L'Europe kidnappée sort du ghetto

Une image encore impensable à la veille du 9 novembre 1989: des gardes-frontières est-allemands font tomber un pan du Mur derrière lequel ils avaient si longtemps maintenu leur propre population prisonnière. AFP
Une image encore impensable à la veille du 9 novembre 1989: des gardes-frontières est-allemands font tomber un pan du Mur derrière lequel ils avaient si longtemps maintenu leur propre population prisonnière. AFP - AFP

Quelques jours après la chute du mur de Berlin, Pol Mathil - Leopold Unger, son vrai nom- , collaborateur au Soir, spécialiste de l’Europe centrale et orientale et, jusqu’en 1990, du bloc soviétique analyse sans concession la chute du Mur de Berlin.

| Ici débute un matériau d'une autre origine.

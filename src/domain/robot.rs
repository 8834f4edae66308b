//! Point-like jousting robot and the kinematics advancing it tick by tick.

use std::f64::consts::PI;

use tracing::debug;

use super::{Angle, Board, Circle, HasCollision, Position, Velocity};

/// Half of the robot's physical width, in metres. Bounds the robot's extent
/// for both the collision test and the wall-contact rules.
pub const ROBOT_RADIUS: f64 = 0.25;

/// Proportion of speed retained after bouncing off the top or bottom wall.
const WALL_DAMPING_FACTOR: f64 = 0.9;

/// Scale from the scenario's metres per second into the per-millisecond
/// speed the stepper works in.
const SPEED_SCALE: f64 = 1e-6;

#[derive(Clone, Copy, Debug, Eq, PartialEq, Ord, PartialOrd)]
pub enum Side {
    Left,
    Right,
}

/// Whether a step kept the robot between the side walls.
#[derive(Clone, Copy, Debug, Eq, PartialEq)]
pub enum StepOutcome {
    Advanced,
    /// Crossed the left or right wall; the simulation ends without a
    /// collision.
    Exited,
}

#[derive(Clone, Debug, PartialEq, PartialOrd)]
pub struct Robot {
    position: Position,
    heading: Angle,
    speed: Velocity,
}

impl Robot {
    pub fn new(position: Position, heading: Angle, speed: Velocity) -> Self {
        Self {
            position,
            heading,
            speed,
        }
    }

    /// Robot in its launch bay: flush against its own side wall, centered
    /// vertically, with the scenario units converted into the core's.
    ///
    /// Scenario angles are authored in degrees clockwise from horizontal, so
    /// they negate into the anticlockwise convention; the right robot's
    /// heading is offset by half a turn since it launches facing left.
    pub fn launch(side: Side, angle_deg: f64, speed_m_per_s: f64, board: &Board) -> Self {
        let heading = match side {
            Side::Left => -Angle::from_deg(angle_deg),
            Side::Right => Angle::new(PI) + -Angle::from_deg(angle_deg),
        };
        let x = match side {
            Side::Left => ROBOT_RADIUS,
            Side::Right => board.width() - ROBOT_RADIUS,
        };
        Self::new(
            Position::new(x, board.height() / 2.0),
            heading,
            Velocity::new(speed_m_per_s * SPEED_SCALE),
        )
    }

    pub fn position(&self) -> Position {
        self.position
    }

    pub fn heading(&self) -> Angle {
        self.heading
    }

    pub fn speed(&self) -> Velocity {
        self.speed
    }

    /// Advances the robot along its heading for one tick.
    ///
    /// The x-coordinate updates first; if it carries the robot's edge past
    /// the left or right wall the step reports [`StepOutcome::Exited`] and
    /// nothing else changes this tick. Otherwise the y-coordinate updates
    /// and each horizontal wall is checked independently: contact clamps the
    /// robot back onto the wall, damps its speed, and mirrors the vertical
    /// component of its heading.
    pub fn step(&mut self, board: &Board, interval_ms: u64) -> StepOutcome {
        let displacement =
            self.heading.unit_vector() * (f64::from(self.speed) * interval_ms as f64);

        self.position = Position::new(self.position.x() + displacement.x, self.position.y());
        if !board.contains_horizontally(&self.bounding_circle()) {
            debug!(x = self.position.x(), "robot crossed a side wall");
            return StepOutcome::Exited;
        }

        self.position = Position::new(self.position.x(), self.position.y() + displacement.y);

        if self.position.y() - ROBOT_RADIUS < 0.0 {
            self.reflect(ROBOT_RADIUS);
        }
        if self.position.y() + ROBOT_RADIUS > board.height() {
            self.reflect(board.height() - ROBOT_RADIUS);
        }

        StepOutcome::Advanced
    }

    /// Bounces off a horizontal wall: clamp onto it, shed speed, mirror the
    /// vertical heading component (`cos` is even, `sin` is odd).
    fn reflect(&mut self, wall_y: f64) {
        self.position = Position::new(self.position.x(), wall_y);
        self.speed = self.speed.damped(WALL_DAMPING_FACTOR);
        self.heading = -self.heading;
        debug!(
            y = wall_y,
            speed = f64::from(self.speed),
            "robot bounced off a wall"
        );
    }
}

impl HasCollision for Robot {
    fn bounding_circle(&self) -> Circle {
        Circle::new(self.position, ROBOT_RADIUS)
    }
}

Article paru dans Le Soir du 13 novembre 1989

La RDA a donc, enfin, fait le mur aussi. Le plus affreux symbole de la guerre froide en Europe reste (provisoirement) en place, mais désormais comme une attraction (!? ) touristique seulement. Les pendules de l'horloge du monde doivent être remises à l'heure de 1961, quand, à la stupéfaction et... à l'immobilisme général, l'Europe a été, en vingt-quatre heures, coupée en deux, quand sa partie centrale et orientale a été, comme dira Kundera, kidnappée.